Here, I introduce a case study using the FMO method for the interaction analysis of hematopoietic prostaglandin D synthase (H-PGDS). In this study, high-resolution (1.74 Å) crystal structures of the newly synthesized compound, F092, and its complexes were obtained. Multiple water molecules were present in the binding site, regardless of whether it was a ligand complex or an apo-structure. Six of these water molecules were quantitatively evaluated using the FMO method for their binding to the ligand molecules, Arg12, Gly13, Gln36, Asp96, Trp104, and Lys112. Essential cofactor glutathione showed strong interaction with F092. Leu119 IFIE with the ligand is repulsive (IFIELeu109-F092 = +10.09 kcal/mol), but it binds strongly to F092 via water molecules (IFIELeu119-Water-F092 = −18.16 kcal/mol). IFIE and PIEDA can analyze such interactions in detail (Fig. 2). IFIE was used to determine whether each residue at the binding site contributes to the attraction or repulsion (Fig. 2, upper part). PIEDA can visualize interactions using the four components mentioned above. Unlike that shown in Fig. 2 (upper part), Trp104 was dominated by DI, indicating that a π–π bond is formed with the pyrimidine moiety of F092 (Fig. 2, lower part).

Fig. 2. Summary of the Interaction Energies of F092 with Amino Acid Residues, Water Molecules, and GSH in the H-PGDS Complex

Figures in the top row show a summary of the inter-fragment interaction energy (IFIE) analysis of the F092 fragment (yellow). Fragments with attractive and repulsive interactions are shown in red and blue, respectively. Figures in the bottom row show the results of PIEDA for the F092 fragment (yellow). Main components of the stabilizing interactions of the fragments are represented by the color scheme in the legend. Reprinted from “Characterization of crystal water molecules in a high-affinity inhibitor and hematopoietic prostaglandin D synthase complex by interaction energy,” Bioorganic & Medicinal Chemistry 26 (2018) 4726–4734, Copyright (2018), with permission from Elsevier.

4. Relationship between Experiments and the FMO Interaction Energy

IFIE and PIEDA can be used for inhibitor interaction analysis and strong compound design.21) FMO fragments include residues on the boundary region of the protein; previous studies have shown the hotspots at the interface of protein–protein interaction, which are residues showing large binding free energy change (approximately 3.5 kcal/mol) upon alanine scanning.22,23) However, explaining the experimental observations based on the energy calculated using the FMO method remains challenging. Here, various energy thresholds were used to identify the key interactions among all the inter-fragment interactions of the target molecule. A >|2| kcal/mol threshold in PIE is used for the analysis of the protein–ligand interactions of prostaglandin H(2) synthase-1,24) a >|3| kcal/mol threshold in PIE is used for hotspot residue detection,23) and a similar criterion, specifically < −3 kcal/mol with any component of PIEDA, is used for the analysis of the interaction between the antigen and spike protein of SARS-CoV-2.25) Additionally, IFIE of conserved water molecules at the binding site of H-PGDS is approximately ≤ −8 kcal/mol despite the use of a >|3| kcal/mol threshold.18) This depends on the calculation level used in the FMO method, considerations of implicit or explicit solvation, and the target structure.

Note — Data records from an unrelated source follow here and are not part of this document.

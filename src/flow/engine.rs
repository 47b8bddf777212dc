use std::time::Duration;

use thiserror::Error;
use tracing::debug;

use super::progress::Progress;
use super::task::{Abort, FlowTask};

/// Periods at or below this threshold run `whilst` iterations back-to-back
/// instead of on a timer.
pub const PERIOD_THRESHOLD: Duration = Duration::from_millis(100);

/// Terminal failure of a pipeline. The caller still owns the context and can
/// inspect whatever partial state the tasks left behind.
#[derive(Debug, Error)]
pub enum FlowError {
    #[error("pipeline aborted at step {step} of {total}: {abort}")]
    Aborted {
        step: usize,
        total: usize,
        abort: Abort,
    },
    #[error("loop aborted on iteration {iteration}: {abort}")]
    LoopAborted { iteration: usize, abort: Abort },
}

impl FlowError {
    pub fn abort(&self) -> &Abort {
        match self {
            FlowError::Aborted { abort, .. } => abort,
            FlowError::LoopAborted { abort, .. } => abort,
        }
    }
}

/// Runs exactly one task. Equivalent to [`series`] with a single element:
/// progress is reset to one step, and the task's own result decides the
/// pipeline result. No retry.
pub async fn single<C>(
    progress: &mut dyn Progress,
    ctx: &mut C,
    task: &mut dyn FlowTask<C>,
) -> Result<(), FlowError> {
    progress.reset(1);
    tokio::task::yield_now().await;
    let result = task.run(ctx).await;
    progress.finish();
    result.map_err(|abort| FlowError::Aborted {
        step: 0,
        total: 1,
        abort,
    })
}

/// Runs tasks strictly in order; task *k+1* starts only after task *k*
/// completed successfully.
///
/// Progress is reset to the task count and ticked once per *completed* task:
/// the tick for task *k* fires when task *k+1* starts, so N successful tasks
/// produce N−1 ticks before the final `finish`. The first abort stops the
/// pipeline immediately — remaining tasks never run.
pub async fn series<C>(
    progress: &mut dyn Progress,
    ctx: &mut C,
    tasks: &mut [Box<dyn FlowTask<C> + '_>],
) -> Result<(), FlowError> {
    let total = tasks.len();
    progress.reset(total);
    for (step, task) in tasks.iter_mut().enumerate() {
        if step > 0 {
            progress.tick();
        }
        // Completion is always observed at an await point, even for tasks
        // whose work is synchronous; pipelines stay reentrant-safe.
        tokio::task::yield_now().await;
        if let Err(abort) = task.run(ctx).await {
            debug!(step, total, %abort, "series aborted");
            progress.finish();
            return Err(FlowError::Aborted { step, total, abort });
        }
    }
    progress.finish();
    Ok(())
}

/// Repeatedly runs the same task while `predicate(&ctx)` holds.
///
/// The predicate is evaluated only on iteration boundaries; the task is never
/// invoked after it has turned false. Completion of an iteration is observed
/// through side effects on the context, not through a pipeline advance. If
/// `period` exceeds [`PERIOD_THRESHOLD`] iterations are time-driven at that
/// period (the delay precedes each run); otherwise they run back-to-back with
/// a cooperative yield.
pub async fn whilst<C>(
    progress: &mut dyn Progress,
    ctx: &mut C,
    predicate: impl Fn(&C) -> bool,
    task: &mut dyn FlowTask<C>,
    period: Duration,
) -> Result<(), FlowError> {
    progress.reset(0);
    let time_driven = period > PERIOD_THRESHOLD;
    let mut iteration = 0usize;
    loop {
        if !predicate(&*ctx) {
            progress.finish();
            return Ok(());
        }
        if time_driven {
            tokio::time::sleep(period).await;
        } else {
            tokio::task::yield_now().await;
        }
        if let Err(abort) = task.run(ctx).await {
            debug!(iteration, %abort, "loop aborted");
            progress.finish();
            return Err(FlowError::LoopAborted { iteration, abort });
        }
        progress.tick();
        iteration += 1;
    }
}
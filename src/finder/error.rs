use thiserror::Error;

/// Failures while resolving or populating finder columns. A stale target path
/// (item id missing from its resolved column) is not represented here — it
/// aborts the selection pipeline and is recovered by the finder itself.
#[derive(Debug, Error)]
pub enum NavigationError {
    #[error("no column registered for id '{0}'")]
    UnknownColumn(String),
    #[error("failed to load items for column '{column}': {source}")]
    Fetch {
        column: String,
        #[source]
        source: Box<dyn std::error::Error + Send + Sync>,
    },
}
/// Rendering collaborator driven by the finder. All calls are simple
/// synchronous notifications; the default implementations do nothing, so a
/// host only implements the hooks it renders.
pub trait FinderView {
    fn column_attached(&self, _column_id: &str) {}
    fn column_detached(&self, _column_id: &str) {}
    fn column_visibility(&self, _column_id: &str, _visible: bool) {}
    fn hidden_columns_marker(&self, _column_id: &str, _marked: bool) {}
    fn scroll_into_view(&self, _column_id: &str, _item_id: &str) {}
    fn focus_column(&self, _column_id: &str) {}
    fn clear_preview(&self) {}
    fn resize_preview(&self, _slots: usize) {}
}

/// View that renders nothing.
#[derive(Debug, Default, Clone, Copy)]
pub struct NullView;

impl FinderView for NullView {}
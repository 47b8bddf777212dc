use std::sync::Arc;
use std::time::Duration;

use async_trait::async_trait;
use serde_json::Value;
use tokio::time::Instant;
use tracing::{debug, warn};

use super::dispatcher::{DispatchTask, Dispatcher, OnFailure};
use super::error::DispatchError;
use super::operation::{Composite, Operation};
use super::result::CompositeResult;
use crate::flow::{self, FlowTask, NoProgress, TaskResult};

/// Default spacing between poll iterations.
pub const POLL_PERIOD: Duration = Duration::from_millis(500);

/// Terminal outcome of a poll. Dispatch failures during polling surface as
/// [`PollOutcome::TimedOut`] — the same class as an elapsed deadline — with
/// the last error kept for diagnostics.
#[derive(Debug)]
pub enum PollOutcome {
    Satisfied,
    TimedOut { last_error: Option<DispatchError> },
}

impl PollOutcome {
    pub fn is_satisfied(&self) -> bool {
        matches!(self, PollOutcome::Satisfied)
    }
}

struct PollContext {
    start: Instant,
    satisfied: bool,
    last_error: Option<DispatchError>,
    attempts: u32,
}

impl PollContext {
    fn new() -> Self {
        Self {
            start: Instant::now(),
            satisfied: false,
            last_error: None,
            attempts: 0,
        }
    }
}

struct SinglePollTask<'poll> {
    dispatcher: &'poll Dispatcher,
    operation: &'poll Operation,
    predicate: &'poll dyn Fn(&Value) -> bool,
}

#[async_trait(?Send)]
impl FlowTask<PollContext> for SinglePollTask<'_> {
    async fn run(&mut self, ctx: &mut PollContext) -> TaskResult {
        ctx.attempts += 1;
        match self.dispatcher.execute(self.operation).await {
            Ok(result) => ctx.satisfied = (self.predicate)(&result),
            Err(err) => {
                debug!(attempt = ctx.attempts, error = %err, "poll dispatch failed");
                ctx.last_error = Some(err);
            }
        }
        Ok(())
    }
}

/// Retries an operation, spaced by a fixed poll period, until a predicate
/// over the result is satisfied or the deadline elapses — whichever comes
/// first. Built entirely on [`flow::whilst`].
///
/// The deadline is wall-clock from poll start and checked on iteration
/// boundaries only, so the iteration in flight when it passes always
/// completes (overshoot of up to one round-trip).
pub struct TimeoutPoller {
    dispatcher: Arc<Dispatcher>,
    timeout: Duration,
    period: Duration,
}

impl TimeoutPoller {
    pub fn new(dispatcher: Arc<Dispatcher>, timeout: Duration) -> Self {
        Self {
            dispatcher,
            timeout,
            period: POLL_PERIOD,
        }
    }

    pub fn with_period(mut self, period: Duration) -> Self {
        self.period = period;
        self
    }

    /// Polls until the operation returns successfully.
    pub async fn execute(&self, operation: &Operation) -> PollOutcome {
        self.execute_until(operation, |_| true).await
    }

    /// Polls until the operation returns successfully and the predicate holds
    /// for its result.
    pub async fn execute_until(
        &self,
        operation: &Operation,
        predicate: impl Fn(&Value) -> bool,
    ) -> PollOutcome {
        let mut ctx = PollContext::new();
        let mut task = SinglePollTask {
            dispatcher: self.dispatcher.as_ref(),
            operation,
            predicate: &predicate,
        };
        let result = flow::whilst(
            &mut NoProgress,
            &mut ctx,
            |ctx| ctx.start.elapsed() <= self.timeout && !ctx.satisfied,
            &mut task,
            self.period,
        )
        .await;
        self.conclude(&operation.as_cli(), ctx, result.is_err())
    }

    /// Polls until every step of the composite succeeds.
    pub async fn execute_composite(&self, composite: &Composite) -> PollOutcome {
        self.execute_composite_until(composite, CompositeResult::all_succeeded)
            .await
    }

    /// Polls until the composite returns and the predicate holds for its
    /// demultiplexed result.
    pub async fn execute_composite_until(
        &self,
        composite: &Composite,
        predicate: impl Fn(&CompositeResult) -> bool,
    ) -> PollOutcome {
        let mut ctx = PollContext::new();
        let mut task = DispatchTask::new(
            self.dispatcher.clone(),
            composite.clone(),
            OnFailure::Proceed,
            |ctx: &mut PollContext, outcome| {
                ctx.attempts += 1;
                match outcome {
                    Ok(result) => ctx.satisfied = predicate(&result),
                    Err(err) => {
                        debug!(attempt = ctx.attempts, error = %err, "poll dispatch failed");
                        ctx.last_error = Some(err);
                    }
                }
            },
        );
        let result = flow::whilst(
            &mut NoProgress,
            &mut ctx,
            |ctx| ctx.start.elapsed() <= self.timeout && !ctx.satisfied,
            &mut task,
            self.period,
        )
        .await;
        self.conclude(&composite.as_cli(), ctx, result.is_err())
    }

    fn conclude(&self, cli: &str, ctx: PollContext, aborted: bool) -> PollOutcome {
        if ctx.satisfied && !aborted {
            debug!(
                operation = cli,
                attempts = ctx.attempts,
                "poll condition satisfied"
            );
            PollOutcome::Satisfied
        } else {
            warn!(
                operation = cli,
                attempts = ctx.attempts,
                timeout = ?self.timeout,
                last_error = ?ctx.last_error.as_ref().map(|err| err.to_string()),
                "poll ran into a timeout"
            );
            PollOutcome::TimedOut {
                last_error: ctx.last_error,
            }
        }
    }
}
//! Per-dataset field names, lookup tables and popup layouts.
//!
//! Each submodule exposes the same small surface (`COORDINATES`,
//! `bounding_box`, `color`, `to_row`, `callback`) and [`Dataset`] dispatches
//! to it, so the pipeline itself stays dataset-agnostic.

pub mod central_asia;
pub mod korea;
pub mod neoline;

use crate::processing::{BoundingBox, CoordinateFields};
use crate::types::{CameraRecord, MapRow};
use std::fmt;

#[derive(Debug, Clone, Copy, PartialEq, Eq)]
pub enum Dataset {
    Korea,
    CentralAsia,
    Neoline,
}

impl Dataset {
    pub const ALL: [Dataset; 3] = [Dataset::Korea, Dataset::CentralAsia, Dataset::Neoline];

    pub fn name(self) -> &'static str {
        match self {
            Dataset::Korea => "korea",
            Dataset::CentralAsia => "central-asia",
            Dataset::Neoline => "neoline",
        }
    }

    pub fn coordinates(self) -> CoordinateFields {
        match self {
            Dataset::Korea => korea::COORDINATES,
            Dataset::CentralAsia => central_asia::COORDINATES,
            Dataset::Neoline => neoline::COORDINATES,
        }
    }

    pub fn bounding_box(self) -> Option<BoundingBox> {
        match self {
            Dataset::Korea => Some(korea::bounding_box()),
            Dataset::CentralAsia | Dataset::Neoline => None,
        }
    }

    pub fn color(self, record: &CameraRecord) -> &'static str {
        match self {
            Dataset::Korea => korea::color(record),
            Dataset::CentralAsia => central_asia::color(record),
            Dataset::Neoline => neoline::color(record),
        }
    }

    pub fn to_row(self, record: &CameraRecord) -> MapRow {
        match self {
            Dataset::Korea => korea::to_row(record),
            Dataset::CentralAsia => central_asia::to_row(record),
            Dataset::Neoline => neoline::to_row(record),
        }
    }

    /// Client-side marker factory handed to the cluster layer.
    pub fn callback(self) -> String {
        match self {
            Dataset::Korea => korea::callback(),
            Dataset::CentralAsia => central_asia::callback(),
            Dataset::Neoline => neoline::callback(),
        }
    }
}

impl fmt::Display for Dataset {
    fn fmt(&self, f: &mut fmt::Formatter<'_>) -> fmt::Result {
        f.write_str(self.name())
    }
}
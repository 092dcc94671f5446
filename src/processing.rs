use crate::types::{CameraRecord, RawRecord};
use geo::{coord, Point, Rect};
use tracing::debug;

pub const DEFAULT_COLOR: &str = "gray";

/// Strips leading `'0'`s from a code; an all-zero code is kept as is.
pub fn normalize_code(raw: &str) -> &str {
    let stripped = raw.trim_start_matches('0');
    if stripped.is_empty() {
        raw
    } else {
        stripped
    }
}

/// Names of the fields holding a record's coordinates.
#[derive(Debug, Clone, Copy)]
pub struct CoordinateFields {
    pub lat: &'static str,
    pub lon: &'static str,
}

/// Inclusive lat/lon bounds a record must fall within.
#[derive(Debug, Clone, Copy)]
pub struct BoundingBox(Rect<f64>);

impl BoundingBox {
    pub fn new(min_lat: f64, max_lat: f64, min_lon: f64, max_lon: f64) -> Self {
        Self(Rect::new(
            coord! { x: min_lon, y: min_lat },
            coord! { x: max_lon, y: max_lat },
        ))
    }

    pub fn contains(&self, point: &Point<f64>) -> bool {
        let (min, max) = (self.0.min(), self.0.max());
        (min.x..=max.x).contains(&point.x()) && (min.y..=max.y).contains(&point.y())
    }
}

fn parse_coordinate(record: &RawRecord, field: &str) -> Option<f64> {
    record
        .get(field)?
        .trim()
        .parse::<f64>()
        .ok()
        .filter(|v| v.is_finite())
}

/// Keeps records with parseable coordinates inside `bbox` (if any), in input order.
pub fn filter_records(
    records: Vec<RawRecord>,
    fields: &CoordinateFields,
    bbox: Option<&BoundingBox>,
) -> Vec<CameraRecord> {
    let total = records.len();

    let kept: Vec<CameraRecord> = records
        .into_iter()
        .filter_map(|fields_map| {
            let lat = parse_coordinate(&fields_map, fields.lat)?;
            let lon = parse_coordinate(&fields_map, fields.lon)?;
            let point = Point::new(lon, lat);
            if let Some(bbox) = bbox {
                if !bbox.contains(&point) {
                    return None;
                }
            }
            Some(CameraRecord {
                fields: fields_map,
                point,
            })
        })
        .collect();

    debug!("Kept {} of {} records ({} skipped)", kept.len(), total, total - kept.len());
    kept
}

/// Static code lookup table.
pub struct CodeTable<V: 'static> {
    pub entries: &'static [(&'static str, V)],
    /// Whether codes go through [`normalize_code`] before lookup.
    pub normalize: bool,
}

impl<V: Copy + 'static> CodeTable<V> {
    pub fn get(&self, code: &str) -> Option<V> {
        let key = if self.normalize { normalize_code(code) } else { code };
        self.entries
            .iter()
            .find(|(k, _)| *k == key)
            .map(|(_, v)| *v)
    }
}

/// `<br>`-joined popup lines, built in a fixed order.
#[derive(Debug, Default)]
pub struct Popup {
    lines: Vec<String>,
}

impl Popup {
    pub fn new() -> Self {
        Self::default()
    }

    pub fn line(mut self, label: &str, value: impl AsRef<str>) -> Self {
        self.lines.push(format!("<b>{}:</b> {}", label, value.as_ref()));
        self
    }

    /// Adds the line only when `value` is non-blank.
    pub fn optional(self, label: &str, value: &str) -> Self {
        let value = value.trim();
        if value.is_empty() {
            self
        } else {
            self.line(label, value)
        }
    }

    /// Adds `{value} {unit}` unless the value is blank or numerically zero.
    pub fn measurement(self, label: &str, value: &str, unit: &str) -> Self {
        let value = value.trim();
        if value.is_empty() || value.parse::<f64>().map_or(false, |v| v == 0.0) {
            self
        } else {
            self.line(label, format!("{} {}", value, unit))
        }
    }

    pub fn finish(self) -> String {
        self.lines.join("<br>")
    }
}

#[cfg(test)]
mod tests {
    use super::*;

    fn raw(pairs: &[(&str, &str)]) -> RawRecord {
        pairs
            .iter()
            .map(|(k, v)| (k.to_string(), v.to_string()))
            .collect()
    }

    const FIELDS: CoordinateFields = CoordinateFields {
        lat: "lat",
        lon: "lon",
    };

    #[test]
    fn normalize_strips_leading_zeros() {
        assert_eq!(normalize_code("02"), "2");
        assert_eq!(normalize_code("0010"), "10");
        assert_eq!(normalize_code("0"), "0");
        assert_eq!(normalize_code("000"), "000");
        assert_eq!(normalize_code(""), "");
        assert_eq!(normalize_code("7"), "7");
    }

    #[test]
    fn unparseable_or_missing_coordinates_are_skipped() {
        let records = vec![
            raw(&[("lat", "37.1"), ("lon", "127.2")]),
            raw(&[("lat", "abc"), ("lon", "127.2")]),
            raw(&[("lon", "127.2")]),
            raw(&[("lat", ""), ("lon", "127.2")]),
            raw(&[("lat", "NaN"), ("lon", "127.2")]),
            raw(&[("lat", " 36.0 "), ("lon", "128")]),
        ];
        let kept = filter_records(records, &FIELDS, None);
        assert_eq!(kept.len(), 2);
        assert_eq!(kept[0].lat(), 37.1);
        assert_eq!(kept[1].lon(), 128.0);
    }

    #[test]
    fn bounding_box_is_inclusive() {
        let bbox = BoundingBox::new(33.0, 39.0, 124.0, 132.0);
        let records = vec![
            raw(&[("lat", "33"), ("lon", "124")]),
            raw(&[("lat", "39"), ("lon", "132")]),
            raw(&[("lat", "40.0"), ("lon", "127")]),
            raw(&[("lat", "36"), ("lon", "123.9")]),
        ];
        let kept = filter_records(records, &FIELDS, Some(&bbox));
        assert_eq!(kept.len(), 2);
        assert_eq!(kept[1].lat(), 39.0);
    }

    #[test]
    fn code_table_lookup() {
        const TABLE: CodeTable<&str> = CodeTable {
            entries: &[("1", "red"), ("0xA5", "blue")],
            normalize: true,
        };
        assert_eq!(TABLE.get("01"), Some("red"));
        assert_eq!(TABLE.get("9"), None);

        const VERBATIM: CodeTable<&str> = CodeTable {
            entries: &[("0xA5", "blue")],
            normalize: false,
        };
        assert_eq!(VERBATIM.get("0xA5"), Some("blue"));
        assert_eq!(TABLE.get("0xA5"), None);
    }

    #[test]
    fn popup_skips_blank_and_zero_values() {
        let html = Popup::new()
            .measurement("Speed", "0", "km/h")
            .measurement("Speed", " ", "km/h")
            .optional("Place", "  ")
            .line("Type", "alpr")
            .finish();
        assert_eq!(html, "<b>Type:</b> alpr");

        let html = Popup::new()
            .measurement("Speed", "60", "km/h")
            .optional("Place", " gate ")
            .finish();
        assert_eq!(html, "<b>Speed:</b> 60 km/h<br><b>Place:</b> gate");
    }
}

As shown here, some studies use absolute values for the threshold. The values of IFIE can be positive or negative, with a positive IFIE if the electrostatic interaction or exchange repulsion term is strongly repulsive. For example, when examining the fragment interaction of a binding site with a ligand molecule, it is possible that the IFIE of an individual fragment is positive even though summation of IFIEs of the entire ligand molecule is negative. The explicit absolute thresholds seem to be designed to identify interactions of interest even from such positive IFIEs, while the negative thresholds are seemingly intended to focus on the attractive interactions.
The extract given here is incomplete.